- **DESCRIPTION OF THE TASK**
Answer with one number only, the count of lines in the material below that hold "uploaded".

-*-*-

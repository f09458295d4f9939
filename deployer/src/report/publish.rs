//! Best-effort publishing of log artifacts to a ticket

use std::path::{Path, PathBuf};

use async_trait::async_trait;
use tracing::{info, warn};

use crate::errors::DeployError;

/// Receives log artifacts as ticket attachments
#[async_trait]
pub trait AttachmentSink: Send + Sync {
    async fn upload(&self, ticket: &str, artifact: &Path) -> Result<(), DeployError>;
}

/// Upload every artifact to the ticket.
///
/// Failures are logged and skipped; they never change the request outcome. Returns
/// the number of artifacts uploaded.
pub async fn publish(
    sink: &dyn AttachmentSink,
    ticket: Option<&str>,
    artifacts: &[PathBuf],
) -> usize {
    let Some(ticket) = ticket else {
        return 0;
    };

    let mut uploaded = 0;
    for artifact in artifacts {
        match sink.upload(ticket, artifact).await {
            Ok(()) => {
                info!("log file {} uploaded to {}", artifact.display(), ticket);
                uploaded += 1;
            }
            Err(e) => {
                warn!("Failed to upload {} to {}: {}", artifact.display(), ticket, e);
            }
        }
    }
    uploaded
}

-*-*-

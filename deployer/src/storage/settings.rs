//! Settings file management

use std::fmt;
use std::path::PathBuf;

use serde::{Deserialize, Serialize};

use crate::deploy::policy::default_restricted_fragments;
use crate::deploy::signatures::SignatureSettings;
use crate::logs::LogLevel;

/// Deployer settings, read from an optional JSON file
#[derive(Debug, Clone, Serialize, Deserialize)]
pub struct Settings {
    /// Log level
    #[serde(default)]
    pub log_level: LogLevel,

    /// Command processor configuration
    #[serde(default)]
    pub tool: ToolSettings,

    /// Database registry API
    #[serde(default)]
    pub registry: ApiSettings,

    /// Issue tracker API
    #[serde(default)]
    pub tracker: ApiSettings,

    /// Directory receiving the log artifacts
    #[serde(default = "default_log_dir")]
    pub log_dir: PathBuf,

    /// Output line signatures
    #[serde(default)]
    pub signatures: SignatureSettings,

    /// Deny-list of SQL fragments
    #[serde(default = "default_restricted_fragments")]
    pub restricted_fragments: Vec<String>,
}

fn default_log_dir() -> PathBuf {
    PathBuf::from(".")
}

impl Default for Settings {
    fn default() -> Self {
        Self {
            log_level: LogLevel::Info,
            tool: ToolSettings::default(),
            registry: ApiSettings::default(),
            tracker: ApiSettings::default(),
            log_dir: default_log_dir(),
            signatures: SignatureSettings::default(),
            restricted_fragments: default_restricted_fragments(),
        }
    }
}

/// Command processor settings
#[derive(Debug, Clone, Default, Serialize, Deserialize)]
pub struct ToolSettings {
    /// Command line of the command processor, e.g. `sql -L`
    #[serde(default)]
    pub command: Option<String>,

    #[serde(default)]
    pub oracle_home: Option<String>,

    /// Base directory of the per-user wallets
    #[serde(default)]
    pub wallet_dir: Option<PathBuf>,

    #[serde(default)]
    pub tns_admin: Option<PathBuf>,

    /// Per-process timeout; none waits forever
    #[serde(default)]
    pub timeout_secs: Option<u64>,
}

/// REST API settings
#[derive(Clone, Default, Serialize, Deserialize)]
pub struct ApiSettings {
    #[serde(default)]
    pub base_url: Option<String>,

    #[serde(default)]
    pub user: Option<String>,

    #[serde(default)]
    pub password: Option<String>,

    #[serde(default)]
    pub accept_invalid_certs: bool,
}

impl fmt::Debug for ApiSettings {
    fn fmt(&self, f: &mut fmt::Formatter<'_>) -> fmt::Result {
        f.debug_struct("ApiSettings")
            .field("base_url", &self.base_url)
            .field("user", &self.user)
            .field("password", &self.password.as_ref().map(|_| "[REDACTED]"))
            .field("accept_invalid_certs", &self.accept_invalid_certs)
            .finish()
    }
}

-*-*-

- **WORKED SOLUTION**
5